Dataset excerpts
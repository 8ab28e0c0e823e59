//! # Profile-Core
//!
//! SIP account profile management for RVoIP clients.
//!
//! This crate provides:
//! - Durable storage of SIP account profiles, one directory per profile
//! - A startup loader that tolerates corrupt or misplaced records
//! - A [`ProfileManager`] that tracks the live registration status of every
//!   profile and serializes save, delete, register and unregister operations
//! - A global auto-register policy
//! - Status notifications delivered to a single observer task
//!
//! ## Architecture
//!
//! ```text
//! ProfileStore ──▶ loader ──▶ ProfileManager ──open/close──▶ RegistrationService
//!                                  ▲                              │
//!                                  └──── RegistrationListener ◀───┘
//!                                  │
//!                                  └──▶ event dispatcher ──▶ StatusObserver
//! ```
//!
//! The registration wire protocol is not implemented here; applications
//! plug in a [`RegistrationService`], usually backed by session-core.

pub mod config;
pub mod edit;
pub mod error;
pub mod events;
pub mod loader;
pub mod logging;
pub mod manager;
pub mod profile;
pub mod registration;
pub mod store;

pub use config::ProfileManagerConfig;
pub use edit::{EditOutcome, EditResult, ProfileEditor};
pub use error::{ProfileError, Result};
pub use events::{ProfileEvent, StatusObserver, StatusUpdate};
pub use loader::{load_profiles, LoadedProfiles};
pub use manager::{LoadReport, PolicyReport, ProfileManager, ProfileSnapshot};
pub use profile::{Profile, ProfileField, Transport, DEFAULT_SIP_PORT};
pub use registration::{
    RegistrationEvent, RegistrationListener, RegistrationPurpose, RegistrationService,
    RegistrationStatus,
};
pub use store::ProfileStore;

▶ [Activity]:
State how many lines of the data contain the word "that". Nothing besides the number belongs in the reply.

▶ [Solution for this task]:
2